§ **Your objective**
For every line in the data below that contains "messages", copy the line.

§ **Records provided**
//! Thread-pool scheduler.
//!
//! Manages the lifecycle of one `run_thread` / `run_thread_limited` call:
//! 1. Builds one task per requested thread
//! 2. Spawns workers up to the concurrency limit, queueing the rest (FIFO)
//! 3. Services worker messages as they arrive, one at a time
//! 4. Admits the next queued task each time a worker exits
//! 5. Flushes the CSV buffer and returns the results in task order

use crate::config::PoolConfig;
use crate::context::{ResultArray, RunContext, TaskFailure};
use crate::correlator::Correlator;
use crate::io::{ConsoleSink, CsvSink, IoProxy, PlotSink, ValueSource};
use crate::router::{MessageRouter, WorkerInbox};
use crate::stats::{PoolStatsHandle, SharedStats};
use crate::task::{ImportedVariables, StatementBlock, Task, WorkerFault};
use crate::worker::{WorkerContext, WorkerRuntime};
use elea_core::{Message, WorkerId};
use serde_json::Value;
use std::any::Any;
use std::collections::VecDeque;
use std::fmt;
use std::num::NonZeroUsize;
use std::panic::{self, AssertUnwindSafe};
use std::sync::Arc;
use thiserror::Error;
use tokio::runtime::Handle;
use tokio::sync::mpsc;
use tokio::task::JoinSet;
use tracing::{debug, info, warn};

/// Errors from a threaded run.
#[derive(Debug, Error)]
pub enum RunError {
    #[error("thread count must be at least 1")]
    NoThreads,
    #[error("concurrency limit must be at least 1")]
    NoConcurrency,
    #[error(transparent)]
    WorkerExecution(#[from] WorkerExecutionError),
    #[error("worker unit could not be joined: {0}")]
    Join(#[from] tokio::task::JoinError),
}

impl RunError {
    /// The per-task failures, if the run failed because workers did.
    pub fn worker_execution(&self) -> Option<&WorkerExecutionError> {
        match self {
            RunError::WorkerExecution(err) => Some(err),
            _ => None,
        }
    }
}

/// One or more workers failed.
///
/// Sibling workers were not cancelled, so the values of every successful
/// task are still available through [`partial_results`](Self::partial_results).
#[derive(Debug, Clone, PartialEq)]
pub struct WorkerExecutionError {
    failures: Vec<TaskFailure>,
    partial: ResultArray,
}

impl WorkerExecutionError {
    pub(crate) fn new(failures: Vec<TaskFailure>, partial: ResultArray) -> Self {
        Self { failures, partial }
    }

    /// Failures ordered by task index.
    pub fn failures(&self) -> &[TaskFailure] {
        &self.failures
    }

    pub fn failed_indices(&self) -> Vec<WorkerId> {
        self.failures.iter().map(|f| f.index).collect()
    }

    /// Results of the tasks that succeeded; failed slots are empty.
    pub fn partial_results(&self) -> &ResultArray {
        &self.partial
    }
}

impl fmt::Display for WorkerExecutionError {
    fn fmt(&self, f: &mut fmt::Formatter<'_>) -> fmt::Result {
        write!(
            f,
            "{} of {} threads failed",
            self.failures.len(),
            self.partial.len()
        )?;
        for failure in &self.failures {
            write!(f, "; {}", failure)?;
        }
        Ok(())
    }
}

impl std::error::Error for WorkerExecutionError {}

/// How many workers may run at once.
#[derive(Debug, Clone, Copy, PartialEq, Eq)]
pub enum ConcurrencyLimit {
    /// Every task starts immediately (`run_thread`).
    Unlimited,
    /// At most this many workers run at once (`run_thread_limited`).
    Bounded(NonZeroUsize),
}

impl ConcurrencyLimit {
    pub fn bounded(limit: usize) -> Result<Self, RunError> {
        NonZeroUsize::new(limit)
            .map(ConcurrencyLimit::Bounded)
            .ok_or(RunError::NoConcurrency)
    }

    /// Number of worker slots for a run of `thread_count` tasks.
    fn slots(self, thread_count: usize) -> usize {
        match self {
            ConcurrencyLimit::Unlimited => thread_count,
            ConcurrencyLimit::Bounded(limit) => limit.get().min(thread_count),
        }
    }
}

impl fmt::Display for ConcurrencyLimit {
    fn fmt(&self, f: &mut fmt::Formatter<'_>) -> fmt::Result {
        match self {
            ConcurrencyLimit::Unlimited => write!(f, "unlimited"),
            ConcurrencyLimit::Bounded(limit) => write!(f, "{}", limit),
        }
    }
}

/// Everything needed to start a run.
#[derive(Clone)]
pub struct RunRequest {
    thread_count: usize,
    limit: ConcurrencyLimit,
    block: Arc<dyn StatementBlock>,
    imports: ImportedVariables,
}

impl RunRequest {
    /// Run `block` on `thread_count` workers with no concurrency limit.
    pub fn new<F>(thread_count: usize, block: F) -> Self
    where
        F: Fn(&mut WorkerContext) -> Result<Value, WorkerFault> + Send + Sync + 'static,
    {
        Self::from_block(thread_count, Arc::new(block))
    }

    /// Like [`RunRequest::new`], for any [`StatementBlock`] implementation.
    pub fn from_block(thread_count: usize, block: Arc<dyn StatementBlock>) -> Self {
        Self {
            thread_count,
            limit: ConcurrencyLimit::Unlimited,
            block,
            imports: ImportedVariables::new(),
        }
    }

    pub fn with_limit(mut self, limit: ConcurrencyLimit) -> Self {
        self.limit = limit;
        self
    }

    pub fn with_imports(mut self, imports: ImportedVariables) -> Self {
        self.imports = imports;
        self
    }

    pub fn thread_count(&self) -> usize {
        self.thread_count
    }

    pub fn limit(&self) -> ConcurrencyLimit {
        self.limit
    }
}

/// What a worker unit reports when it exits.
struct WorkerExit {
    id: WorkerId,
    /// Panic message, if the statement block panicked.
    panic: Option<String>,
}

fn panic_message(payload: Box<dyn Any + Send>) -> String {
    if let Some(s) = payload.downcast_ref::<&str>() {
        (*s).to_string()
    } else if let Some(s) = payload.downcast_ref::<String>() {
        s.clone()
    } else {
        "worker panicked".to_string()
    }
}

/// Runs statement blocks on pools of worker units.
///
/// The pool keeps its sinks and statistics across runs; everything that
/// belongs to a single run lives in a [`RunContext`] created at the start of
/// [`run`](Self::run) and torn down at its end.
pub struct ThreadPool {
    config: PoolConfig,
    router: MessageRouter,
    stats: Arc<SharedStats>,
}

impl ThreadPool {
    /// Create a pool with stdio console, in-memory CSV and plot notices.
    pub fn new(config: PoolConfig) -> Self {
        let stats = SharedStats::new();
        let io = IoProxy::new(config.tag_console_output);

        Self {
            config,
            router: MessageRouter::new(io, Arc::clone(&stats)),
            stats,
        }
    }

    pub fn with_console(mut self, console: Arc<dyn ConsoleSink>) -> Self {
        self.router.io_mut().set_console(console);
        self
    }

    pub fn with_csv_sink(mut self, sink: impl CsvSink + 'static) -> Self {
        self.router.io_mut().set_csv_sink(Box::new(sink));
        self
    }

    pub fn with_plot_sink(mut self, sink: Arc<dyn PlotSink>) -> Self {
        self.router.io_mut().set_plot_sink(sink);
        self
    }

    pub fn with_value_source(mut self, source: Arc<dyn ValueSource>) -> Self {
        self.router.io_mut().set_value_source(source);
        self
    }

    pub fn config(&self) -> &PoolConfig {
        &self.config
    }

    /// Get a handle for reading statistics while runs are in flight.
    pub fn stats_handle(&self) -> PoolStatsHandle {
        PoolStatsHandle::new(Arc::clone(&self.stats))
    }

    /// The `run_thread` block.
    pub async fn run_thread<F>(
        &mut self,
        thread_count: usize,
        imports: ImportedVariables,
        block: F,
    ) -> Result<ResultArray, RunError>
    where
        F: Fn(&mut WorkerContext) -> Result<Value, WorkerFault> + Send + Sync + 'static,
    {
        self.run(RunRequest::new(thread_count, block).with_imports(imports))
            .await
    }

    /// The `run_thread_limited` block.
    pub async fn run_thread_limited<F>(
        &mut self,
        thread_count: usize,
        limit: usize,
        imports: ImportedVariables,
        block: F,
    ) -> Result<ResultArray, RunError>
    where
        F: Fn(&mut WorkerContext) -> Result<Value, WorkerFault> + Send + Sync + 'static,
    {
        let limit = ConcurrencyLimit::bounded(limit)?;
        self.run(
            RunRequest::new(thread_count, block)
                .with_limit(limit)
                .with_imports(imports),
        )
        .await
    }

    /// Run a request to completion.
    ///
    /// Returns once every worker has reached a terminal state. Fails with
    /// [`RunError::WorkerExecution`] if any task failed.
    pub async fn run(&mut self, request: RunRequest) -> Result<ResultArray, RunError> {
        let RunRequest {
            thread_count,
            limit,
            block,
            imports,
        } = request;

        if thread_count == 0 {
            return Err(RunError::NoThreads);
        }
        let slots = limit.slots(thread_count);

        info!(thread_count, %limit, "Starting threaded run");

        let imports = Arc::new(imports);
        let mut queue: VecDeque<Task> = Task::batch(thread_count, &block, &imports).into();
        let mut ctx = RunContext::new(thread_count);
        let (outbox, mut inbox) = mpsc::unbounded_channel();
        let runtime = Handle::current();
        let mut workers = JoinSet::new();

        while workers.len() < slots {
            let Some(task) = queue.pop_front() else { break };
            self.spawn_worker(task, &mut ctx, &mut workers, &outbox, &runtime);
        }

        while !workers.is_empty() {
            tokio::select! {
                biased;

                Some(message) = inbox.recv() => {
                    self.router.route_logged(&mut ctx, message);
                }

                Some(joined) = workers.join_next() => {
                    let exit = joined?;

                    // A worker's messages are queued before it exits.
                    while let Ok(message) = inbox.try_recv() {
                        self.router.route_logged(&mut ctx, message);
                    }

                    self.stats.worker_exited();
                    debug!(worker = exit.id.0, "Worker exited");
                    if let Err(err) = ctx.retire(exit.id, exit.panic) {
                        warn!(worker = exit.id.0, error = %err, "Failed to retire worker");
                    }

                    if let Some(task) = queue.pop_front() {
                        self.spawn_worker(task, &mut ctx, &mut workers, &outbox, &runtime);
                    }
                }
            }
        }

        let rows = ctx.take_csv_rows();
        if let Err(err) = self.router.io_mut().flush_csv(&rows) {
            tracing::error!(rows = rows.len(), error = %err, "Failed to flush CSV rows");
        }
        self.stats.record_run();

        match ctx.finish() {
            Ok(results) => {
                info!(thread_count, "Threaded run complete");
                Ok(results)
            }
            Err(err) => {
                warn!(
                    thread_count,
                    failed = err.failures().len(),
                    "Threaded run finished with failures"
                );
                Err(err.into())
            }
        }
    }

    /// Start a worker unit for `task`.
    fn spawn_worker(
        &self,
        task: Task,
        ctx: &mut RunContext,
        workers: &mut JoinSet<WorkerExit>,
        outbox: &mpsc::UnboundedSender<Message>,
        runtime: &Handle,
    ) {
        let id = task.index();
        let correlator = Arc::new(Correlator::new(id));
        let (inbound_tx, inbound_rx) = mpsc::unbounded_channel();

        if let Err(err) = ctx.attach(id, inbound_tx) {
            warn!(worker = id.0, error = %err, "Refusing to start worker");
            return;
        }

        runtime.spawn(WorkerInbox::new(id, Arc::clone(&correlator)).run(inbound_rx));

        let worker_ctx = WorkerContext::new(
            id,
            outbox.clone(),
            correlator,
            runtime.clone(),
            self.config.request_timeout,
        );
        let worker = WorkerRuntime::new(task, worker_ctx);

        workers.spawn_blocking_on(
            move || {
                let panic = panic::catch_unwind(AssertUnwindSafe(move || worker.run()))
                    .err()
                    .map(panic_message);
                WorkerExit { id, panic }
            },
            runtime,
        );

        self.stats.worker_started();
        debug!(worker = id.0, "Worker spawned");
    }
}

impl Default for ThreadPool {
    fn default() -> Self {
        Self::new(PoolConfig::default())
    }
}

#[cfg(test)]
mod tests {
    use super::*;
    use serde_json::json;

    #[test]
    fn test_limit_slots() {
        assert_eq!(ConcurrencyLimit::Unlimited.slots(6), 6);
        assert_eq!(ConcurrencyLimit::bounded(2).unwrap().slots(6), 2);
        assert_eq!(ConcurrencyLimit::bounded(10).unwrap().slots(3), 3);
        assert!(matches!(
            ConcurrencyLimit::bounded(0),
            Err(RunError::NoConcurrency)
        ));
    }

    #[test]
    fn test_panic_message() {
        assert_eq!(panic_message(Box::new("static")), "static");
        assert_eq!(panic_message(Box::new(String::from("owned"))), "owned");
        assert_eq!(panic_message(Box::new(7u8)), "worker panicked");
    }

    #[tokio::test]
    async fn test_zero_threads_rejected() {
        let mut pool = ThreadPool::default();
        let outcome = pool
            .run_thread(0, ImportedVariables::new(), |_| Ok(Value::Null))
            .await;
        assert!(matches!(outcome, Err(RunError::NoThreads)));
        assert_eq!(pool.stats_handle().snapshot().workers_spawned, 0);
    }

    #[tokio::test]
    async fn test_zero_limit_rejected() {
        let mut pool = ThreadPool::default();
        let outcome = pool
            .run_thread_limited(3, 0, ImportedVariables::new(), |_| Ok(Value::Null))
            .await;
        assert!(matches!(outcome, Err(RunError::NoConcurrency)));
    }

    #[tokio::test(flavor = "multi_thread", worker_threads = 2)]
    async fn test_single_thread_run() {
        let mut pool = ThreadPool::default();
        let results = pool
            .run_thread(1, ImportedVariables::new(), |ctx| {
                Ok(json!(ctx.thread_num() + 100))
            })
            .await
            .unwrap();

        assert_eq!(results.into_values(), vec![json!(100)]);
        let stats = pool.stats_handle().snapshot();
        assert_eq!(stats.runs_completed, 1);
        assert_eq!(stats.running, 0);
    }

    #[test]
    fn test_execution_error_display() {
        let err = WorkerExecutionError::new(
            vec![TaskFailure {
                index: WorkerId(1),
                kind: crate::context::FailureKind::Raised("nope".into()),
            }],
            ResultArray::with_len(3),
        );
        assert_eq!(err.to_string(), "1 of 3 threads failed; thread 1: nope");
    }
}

§ **Expected answer**
//! 3. Services worker messages as they arrive, one at a time
                    // A worker's messages are queued before it exits.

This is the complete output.